▶ Data provided:
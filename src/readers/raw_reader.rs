use crate::error::{ProcessingError, Result};
use crate::models::{SensorReading, SensorRow, SensorTable};
use crate::utils::constants::{DEFAULT_BUFFER_SIZE, REQUIRED_COLUMNS};
use csv::{ReaderBuilder, StringRecord};
use std::fs::File;
use std::io::{BufReader, Read};
use std::path::Path;
use tracing::debug;

pub struct RawDataReader {
    delimiter: u8,
}

impl RawDataReader {
    pub fn new() -> Self {
        Self { delimiter: b',' }
    }

    pub fn with_delimiter(delimiter: u8) -> Self {
        Self { delimiter }
    }

    /// Read the raw sensor table from a CSV file with a header row
    pub fn read_table(&self, path: &Path) -> Result<SensorTable> {
        let file = File::open(path).map_err(|e| {
            if e.kind() == std::io::ErrorKind::NotFound {
                ProcessingError::MissingData(format!("Raw data file not found: {}", path.display()))
            } else {
                ProcessingError::Io(e)
            }
        })?;

        let table = self.read_from(BufReader::with_capacity(DEFAULT_BUFFER_SIZE, file))?;
        debug!(
            "Read {} rows with {} columns from {}",
            table.len(),
            table.headers().len(),
            path.display()
        );
        Ok(table)
    }

    /// Read the raw sensor table from any CSV source
    pub fn read_from<R: Read>(&self, source: R) -> Result<SensorTable> {
        let mut reader = ReaderBuilder::new()
            .delimiter(self.delimiter)
            .has_headers(true)
            .from_reader(source);

        let headers = reader.headers()?.clone();
        check_required_columns(&headers)?;

        let mut rows = Vec::new();
        for (index, record_result) in reader.records().enumerate() {
            let record = record_result?;
            // Header is line 1
            let line = index + 2;
            let reading = parse_reading(&record, &headers, line)?;
            rows.push(SensorRow::new(record, reading));
        }

        Ok(SensorTable::new(headers, rows))
    }
}

impl Default for RawDataReader {
    fn default() -> Self {
        Self::new()
    }
}

/// Position of a named column in the header
pub fn column_index(headers: &StringRecord, name: &str) -> Result<usize> {
    headers
        .iter()
        .position(|h| h == name)
        .ok_or_else(|| ProcessingError::MissingColumn(name.to_string()))
}

/// Fail on the first required input column absent from the header
pub fn check_required_columns(headers: &StringRecord) -> Result<()> {
    for name in REQUIRED_COLUMNS {
        column_index(headers, name)?;
    }
    Ok(())
}

fn parse_reading(record: &StringRecord, headers: &StringRecord, line: usize) -> Result<SensorReading> {
    record
        .deserialize::<SensorReading>(Some(headers))
        .map_err(|e| {
            let column = match e.kind() {
                csv::ErrorKind::Deserialize { err, .. } => err
                    .field()
                    .and_then(|i| headers.get(i as usize))
                    .map(|name| format!(" column '{}'", name))
                    .unwrap_or_default(),
                _ => String::new(),
            };
            ProcessingError::InvalidFormat(format!("line {}{}: {}", line, column, e))
        })
}
pub mod extractor;
pub mod fetcher;

pub use extractor::{find_first_csv, ArchiveExtractor, ExtractedFile};
pub use fetcher::DatasetFetcher;
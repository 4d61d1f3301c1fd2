use serde::{Deserialize, Serialize};

use crate::utils::constants::{OSF_THRESHOLD_HIGH, OSF_THRESHOLD_LOW, OSF_THRESHOLD_MEDIUM};

/// Product quality class of the machine cycle.
#[derive(Debug, Clone, Copy, PartialEq, Eq, Hash, PartialOrd, Ord, Serialize, Deserialize)]
pub enum ProductType {
    #[serde(rename = "L")]
    Low,
    #[serde(rename = "M")]
    Medium,
    #[serde(rename = "H")]
    High,
}

impl ProductType {
    pub const ALL: [ProductType; 3] = [ProductType::Low, ProductType::Medium, ProductType::High];

    pub fn parse(code: &str) -> Option<Self> {
        match code {
            "L" => Some(ProductType::Low),
            "M" => Some(ProductType::Medium),
            "H" => Some(ProductType::High),
            _ => None,
        }
    }

    pub fn code(&self) -> &'static str {
        match self {
            ProductType::Low => "L",
            ProductType::Medium => "M",
            ProductType::High => "H",
        }
    }

    pub fn display_name(&self) -> &'static str {
        match self {
            ProductType::Low => "Low",
            ProductType::Medium => "Medium",
            ProductType::High => "High",
        }
    }

    /// Overstrain (tool wear x torque) above which an OSF condition is raised.
    pub fn overstrain_threshold(&self) -> f64 {
        match self {
            ProductType::Low => OSF_THRESHOLD_LOW,
            ProductType::Medium => OSF_THRESHOLD_MEDIUM,
            ProductType::High => OSF_THRESHOLD_HIGH,
        }
    }
}

impl std::fmt::Display for ProductType {
    fn fmt(&self, f: &mut std::fmt::Formatter<'_>) -> std::fmt::Result {
        write!(f, "{}", self.code())
    }
}
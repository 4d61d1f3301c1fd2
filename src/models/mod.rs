pub mod features;
pub mod machine;
pub mod reading;

pub use features::{
    EngineeredFeatures, FailureConditions, ProcessedFeatures, ProcessedRow, ProcessedTable,
};
pub use machine::ProductType;
pub use reading::{SensorReading, SensorRow, SensorTable};
use crate::writers::{BoolFormat, OutputFormat};
use clap::{Args, Parser, Subcommand};
use std::path::PathBuf;

#[derive(Parser)]
#[command(name = "maintenance-pipeline")]
#[command(about = "Fetch and feature-engineer the AI4I 2020 predictive maintenance dataset")]
#[command(version)]
pub struct Cli {
    #[command(subcommand)]
    pub command: Commands,

    #[arg(short, long, global = true, help = "Enable verbose logging")]
    pub verbose: bool,

    #[arg(short, long, global = true, help = "Suppress progress bars and summaries")]
    pub quiet: bool,

    #[arg(long, global = true, help = "Configuration file (TOML)")]
    pub config: Option<PathBuf>,
}

#[derive(Subcommand)]
pub enum Commands {
    /// Download and unpack the raw dataset
    Fetch(FetchArgs),

    /// Derive features and failure flags from the raw CSV
    Preprocess(PreprocessArgs),

    /// Fetch, then preprocess the freshly downloaded file
    Run {
        #[command(flatten)]
        fetch: FetchArgs,

        #[command(flatten)]
        preprocess: PreprocessArgs,
    },

    /// Summarise a processed CSV or Parquet file
    Info {
        #[arg(short, long)]
        file: PathBuf,

        #[arg(long, help = "Print the summary as JSON")]
        json: bool,
    },
}

#[derive(Args, Debug, Clone, Default)]
pub struct FetchArgs {
    #[arg(long, help = "Archive URL [default: UCI AI4I 2020 dataset]")]
    pub url: Option<String>,

    #[arg(long, help = "Directory for the raw CSV [default: data/raw]")]
    pub raw_dir: Option<PathBuf>,

    #[arg(
        long,
        help = "Unpack a local zip archive instead of downloading (the archive is kept)"
    )]
    pub archive: Option<PathBuf>,
}

#[derive(Args, Debug, Clone, Default)]
pub struct PreprocessArgs {
    #[arg(
        long,
        help = "Raw CSV file [default: data/raw/predictive_maintenance_raw_data.csv]"
    )]
    pub input_file: Option<PathBuf>,

    #[arg(long, help = "Directory for the processed file [default: data/processed]")]
    pub output_dir: Option<PathBuf>,

    #[arg(long, value_enum, help = "Output format [default: csv]")]
    pub format: Option<OutputFormat>,

    #[arg(long, value_enum, help = "Flag representation in CSV output [default: words]")]
    pub bool_format: Option<BoolFormat>,

    #[arg(long, help = "Parquet compression [default: snappy]")]
    pub compression: Option<String>,
}

#[cfg(test)]
mod tests {
    use super::*;
    use clap::CommandFactory;

    #[test]
    fn test_cli_definition_is_consistent() {
        Cli::command().debug_assert();
    }

    #[test]
    fn test_parse_run_with_flags() {
        let cli = Cli::try_parse_from([
            "maintenance-pipeline",
            "run",
            "--raw-dir",
            "raw",
            "--output-dir",
            "processed",
            "--format",
            "parquet",
            "-v",
        ])
        .unwrap();

        assert!(cli.verbose);
        match cli.command {
            Commands::Run { fetch, preprocess } => {
                assert_eq!(fetch.raw_dir, Some(PathBuf::from("raw")));
                assert_eq!(preprocess.output_dir, Some(PathBuf::from("processed")));
                assert_eq!(preprocess.format, Some(OutputFormat::Parquet));
                assert!(preprocess.input_file.is_none());
            }
            _ => panic!("Expected run command"),
        }
    }

    #[test]
    fn test_parse_preprocess_bool_format() {
        let cli = Cli::try_parse_from([
            "maintenance-pipeline",
            "preprocess",
            "--bool-format",
            "numeric",
        ])
        .unwrap();

        match cli.command {
            Commands::Preprocess(args) => assert_eq!(args.bool_format, Some(BoolFormat::Numeric)),
            _ => panic!("Expected preprocess command"),
        }
    }
}
use tracing_subscriber::EnvFilter;

/// Install the global subscriber. `RUST_LOG` wins over the verbosity flag.
pub fn init_logging(verbose: bool) {
    let default_level = if verbose { "debug" } else { "info" };
    let filter =
        EnvFilter::try_from_default_env().unwrap_or_else(|_| EnvFilter::new(default_level));

    // Logs go to stderr so `info --json` output stays machine-readable
    let _ = tracing_subscriber::fmt()
        .with_env_filter(filter)
        .with_target(verbose)
        .with_writer(std::io::stderr)
        .try_init();
}
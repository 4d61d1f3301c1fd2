use csv::StringRecord;
use serde::{Deserialize, Serialize};
use validator::Validate;

use crate::models::ProductType;
use crate::utils::constants::{
    COL_AIR_TEMPERATURE, COL_PROCESS_TEMPERATURE, COL_ROTATIONAL_SPEED, COL_TOOL_WEAR, COL_TORQUE,
    MAX_VALID_KELVIN, MIN_VALID_KELVIN,
};

/// The typed sensor columns of one machine cycle.
#[derive(Debug, Clone, Copy, PartialEq, Serialize, Deserialize, Validate)]
pub struct SensorReading {
    #[serde(rename = "Type")]
    pub product_type: ProductType,

    #[serde(rename = "Air temperature [K]")]
    #[validate(range(min = MIN_VALID_KELVIN, max = MAX_VALID_KELVIN))]
    pub air_temperature: f64,

    #[serde(rename = "Process temperature [K]")]
    #[validate(range(min = MIN_VALID_KELVIN, max = MAX_VALID_KELVIN))]
    pub process_temperature: f64,

    #[serde(rename = "Rotational speed [rpm]")]
    #[validate(range(min = 0.0))]
    pub rotational_speed: f64,

    #[serde(rename = "Torque [Nm]")]
    #[validate(range(min = 0.0))]
    pub torque: f64,

    #[serde(rename = "Tool wear [min]")]
    #[validate(range(min = 0.0))]
    pub tool_wear: f64,
}

impl SensorReading {
    pub fn new(
        product_type: ProductType,
        air_temperature: f64,
        process_temperature: f64,
        rotational_speed: f64,
        torque: f64,
        tool_wear: f64,
    ) -> Self {
        Self {
            product_type,
            air_temperature,
            process_temperature,
            rotational_speed,
            torque,
            tool_wear,
        }
    }

    pub fn is_numeric_column(name: &str) -> bool {
        matches!(
            name,
            COL_AIR_TEMPERATURE
                | COL_PROCESS_TEMPERATURE
                | COL_ROTATIONAL_SPEED
                | COL_TORQUE
                | COL_TOOL_WEAR
        )
    }

    /// Value of a numeric input column by its header name.
    pub fn numeric_column(&self, name: &str) -> Option<f64> {
        match name {
            COL_AIR_TEMPERATURE => Some(self.air_temperature),
            COL_PROCESS_TEMPERATURE => Some(self.process_temperature),
            COL_ROTATIONAL_SPEED => Some(self.rotational_speed),
            COL_TORQUE => Some(self.torque),
            COL_TOOL_WEAR => Some(self.tool_wear),
            _ => None,
        }
    }
}

/// One input row: the untouched field text plus its typed reading.
#[derive(Debug, Clone)]
pub struct SensorRow {
    pub raw: StringRecord,
    pub reading: SensorReading,
}

impl SensorRow {
    pub fn new(raw: StringRecord, reading: SensorReading) -> Self {
        Self { raw, reading }
    }
}

#[derive(Debug, Clone)]
pub struct SensorTable {
    headers: StringRecord,
    rows: Vec<SensorRow>,
}

impl SensorTable {
    pub fn new(headers: StringRecord, rows: Vec<SensorRow>) -> Self {
        Self { headers, rows }
    }

    pub fn headers(&self) -> &StringRecord {
        &self.headers
    }

    pub fn rows(&self) -> &[SensorRow] {
        &self.rows
    }

    pub fn len(&self) -> usize {
        self.rows.len()
    }

    pub fn is_empty(&self) -> bool {
        self.rows.is_empty()
    }

    pub fn into_parts(self) -> (StringRecord, Vec<SensorRow>) {
        (self.headers, self.rows)
    }
}
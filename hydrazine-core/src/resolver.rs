//! Maps free-text place names to topology nodes.
//!
//! Matching is case-insensitive and first-match-wins over the topology's
//! declaration order. A node matches when any of these hold:
//!
//! - its display name contains the text,
//! - the text contains its id,
//! - the alias table pairs its id with a phrase found in the text.
//!
//! There is no scoring. Ambiguity is settled purely by declaration order.

use tracing::trace;

use crate::topology::{LocationNode, Topology};

/// Closed set of `(node id, phrase)` synonyms. Landing zones named in free
/// text resolve to their parent planet even without any shared substring.
pub const ALIASES: &[(&str, &str)] = &[
    ("arc_corp", "area18"),
    ("crusader", "orison"),
    ("microtech", "new babbage"),
    ("hurston", "lorville"),
];

/// Resolves free text against a borrowed topology.
#[derive(Debug, Clone, Copy)]
pub struct NameResolver<'a> {
    topology: &'a Topology,
}

impl<'a> NameResolver<'a> {
    pub fn new(topology: &'a Topology) -> Self {
        Self { topology }
    }

    pub fn topology(&self) -> &'a Topology {
        self.topology
    }

    /// Returns the first node matching `text`, or `None` when nothing does.
    pub fn resolve(&self, text: &str) -> Option<&'a LocationNode> {
        let lowered = text.to_lowercase();
        let found = self
            .topology
            .all_nodes()
            .iter()
            .find(|node| substring_match(node, &lowered) || alias_match(node, &lowered));

        trace!(text, node = found.map(|n| n.id.as_str()), "resolve");
        found
    }

    /// Alias-free membership test used for highlighting nodes along a route.
    /// Unlike [`resolve`](Self::resolve), every node that passes is relevant.
    pub fn touches(&self, node: &LocationNode, text: &str) -> bool {
        substring_match(node, &text.to_lowercase())
    }
}

fn substring_match(node: &LocationNode, lowered: &str) -> bool {
    node.name.to_lowercase().contains(lowered) || lowered.contains(&node.id.to_lowercase())
}

fn alias_match(node: &LocationNode, lowered: &str) -> bool {
    ALIASES
        .iter()
        .any(|&(id, phrase)| node.id == id && lowered.contains(phrase))
}

#[cfg(test)]
mod tests {
    use super::*;

    fn resolve_id(text: &str) -> Option<String> {
        let topo = Topology::stanton();
        NameResolver::new(&topo).resolve(text).map(|n| n.id.clone())
    }

    #[test]
    fn display_name_contains_text() {
        assert_eq!(resolve_id("Yela").as_deref(), Some("yela"));
        assert_eq!(resolve_id("port tress").as_deref(), Some("port_tressler"));
        assert_eq!(resolve_id("MICROTECH").as_deref(), Some("microtech"));
    }

    #[test]
    fn text_contains_id() {
        assert_eq!(
            resolve_id("Dumper's Depot, Daymar outpost").as_deref(),
            Some("daymar")
        );
        assert_eq!(resolve_id("orbit near hur_l2").as_deref(), Some("hur_l2"));
    }

    #[test]
    fn earlier_declaration_wins() {
        // "Everus Harbor (Hurston)" contains the id of Hurston, which is
        // declared before Everus Harbor.
        assert_eq!(
            resolve_id("Everus Harbor (Hurston)").as_deref(),
            Some("hurston")
        );
    }

    #[test]
    fn aliases_resolve_to_parent_planet() {
        assert_eq!(resolve_id("Lorville").as_deref(), Some("hurston"));
        assert_eq!(resolve_id("New Babbage").as_deref(), Some("microtech"));
        assert_eq!(resolve_id("Area18 Plaza").as_deref(), Some("arc_corp"));
        assert_eq!(resolve_id("Orison Platforms").as_deref(), Some("crusader"));
    }

    #[test]
    fn unknown_text_is_not_found() {
        assert_eq!(resolve_id("Pyro Gateway"), None);
        assert_eq!(resolve_id("Terra"), None);
    }

    #[test]
    fn touches_ignores_aliases() {
        let topo = Topology::stanton();
        let resolver = NameResolver::new(&topo);
        let hurston = topo.node_by_id("hurston").unwrap();
        let lorville = topo.node_by_id("lorville").unwrap();
        assert!(!resolver.touches(hurston, "Lorville"));
        assert!(resolver.touches(lorville, "Lorville"));
    }
}
use thiserror::Error;

#[derive(Debug, Error)]
pub enum OpenRouterError {
    #[error("HTTP error: {0}")]
    Http(#[from] reqwest::Error),

    #[error("API error: {status} - {message}")]
    Api { status: u16, message: String },

    #[error("Malformed build: {0}")]
    MalformedBuild(String),
}
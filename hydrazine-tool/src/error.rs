use std::path::PathBuf;

use thiserror::Error;

#[derive(Debug, Error)]
pub enum HydError {
    #[error("API key not found. Set OPENROUTER_API_KEY or configure ~/.config/hydrazine/config.toml")]
    ApiKeyNotFound,

    #[error("No offline build library configured. Pass --library or set offline_builds in config.toml")]
    NoOfflineLibrary,

    #[error("Config error: {0}")]
    Config(#[from] toml::de::Error),

    #[error("Failed to read {path}: {source}")]
    Read {
        path: PathBuf,
        source: std::io::Error,
    },

    #[error("Malformed build in {path}: {diagnostic}")]
    MalformedBuild { path: PathBuf, diagnostic: String },

    #[error("JSON error: {0}")]
    Json(#[from] serde_json::Error),

    #[error("YAML error: {0}")]
    Yaml(#[from] serde_yaml::Error),

    #[error("Topology error: {0}")]
    Topology(#[from] hydrazine_core::TopologyError),

    #[error("Offline engine error: {0}")]
    Offline(#[from] hydrazine_core::OfflineError),

    #[error("Recommendation service unavailable: {0}")]
    OpenRouter(#[from] hydrazine_openrouter::OpenRouterError),
}
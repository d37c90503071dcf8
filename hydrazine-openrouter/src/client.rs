use hydrazine_core::{BuildPayload, LoadoutBuild, MissionRequest, RecommendationService, decode_build};
use tracing::{debug, instrument, warn};

use crate::convert::{build_request_body, parse_response};
use crate::error::OpenRouterError;
use crate::types::{GenerationParams, ResponseFormat};

const DEFAULT_BASE_URL: &str = "https://openrouter.ai/api/v1";
pub const DEFAULT_MODEL: &str = "google/gemini-2.0-flash-001";

/// Client for an OpenAI-compatible chat completion API.
pub struct OpenRouterClient {
    http: reqwest::Client,
    api_key: String,
    base_url: String,
    model: String,
    params: GenerationParams,
    format: ResponseFormat,
}

impl OpenRouterClient {
    /// Creates a new client with the given API key.
    pub fn new(api_key: impl Into<String>) -> Self {
        Self::with_base_url(api_key, DEFAULT_BASE_URL)
    }

    /// Creates a new client with a custom base URL, e.g. a local LM Studio server.
    pub fn with_base_url(api_key: impl Into<String>, base_url: impl Into<String>) -> Self {
        Self {
            http: reqwest::Client::new(),
            api_key: api_key.into(),
            base_url: base_url.into(),
            model: DEFAULT_MODEL.to_string(),
            params: GenerationParams::default(),
            format: ResponseFormat::default(),
        }
    }

    pub fn model(mut self, model: impl Into<String>) -> Self {
        self.model = model.into();
        self
    }

    pub fn params(mut self, params: GenerationParams) -> Self {
        self.params = params;
        self
    }

    pub fn response_format(mut self, format: ResponseFormat) -> Self {
        self.format = format;
        self
    }

    /// Sends the mission and returns the raw assistant text.
    #[instrument(skip(self, request), fields(model = %self.model))]
    pub async fn complete(&self, request: &MissionRequest) -> Result<String, OpenRouterError> {
        let body = build_request_body(&self.model, request, &self.params, self.format);

        debug!("Sending request to {}", self.base_url);

        let mut http_request = self
            .http
            .post(format!("{}/chat/completions", self.base_url))
            .header("Content-Type", "application/json")
            .json(&body);
        if !self.api_key.is_empty() {
            http_request = http_request.header("Authorization", format!("Bearer {}", self.api_key));
        }
        let response = http_request.send().await?;

        let status = response.status();
        let response_body: serde_json::Value = response.json().await?;

        if !status.is_success() {
            let message = response_body
                .get("error")
                .and_then(|e| e.get("message"))
                .and_then(|m| m.as_str())
                .unwrap_or("Unknown error")
                .to_string();
            return Err(OpenRouterError::Api {
                status: status.as_u16(),
                message,
            });
        }

        debug!("Received successful response");

        parse_response(&response_body)
    }

    /// Sends the mission and decodes the reply into a build.
    pub async fn recommend_build(
        &self,
        request: &MissionRequest,
    ) -> Result<LoadoutBuild, OpenRouterError> {
        let text = self.complete(request).await?;
        match decode_build(&text) {
            BuildPayload::Decoded(build) => Ok(build),
            BuildPayload::Malformed { diagnostic } => {
                warn!(%diagnostic, "recommender returned an unusable build");
                Err(OpenRouterError::MalformedBuild(diagnostic))
            }
        }
    }
}

impl RecommendationService for OpenRouterClient {
    type Error = OpenRouterError;

    async fn recommend(&self, request: &MissionRequest) -> Result<LoadoutBuild, OpenRouterError> {
        self.recommend_build(request).await
    }
}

▶ Action item:
Print, without alteration, only the lines above between the one holding "representation in CSV" and the one holding "Cli::command().debug_assert();", inclusive.

▶ Response area:
    #[arg(long, value_enum, help = "Flag representation in CSV output [default: words]")]
    pub bool_format: Option<BoolFormat>,

    #[arg(long, help = "Parquet compression [default: snappy]")]
    pub compression: Option<String>,
}

#[cfg(test)]
mod tests {
    use super::*;
    use clap::CommandFactory;

    #[test]
    fn test_cli_definition_is_consistent() {
        Cli::command().debug_assert();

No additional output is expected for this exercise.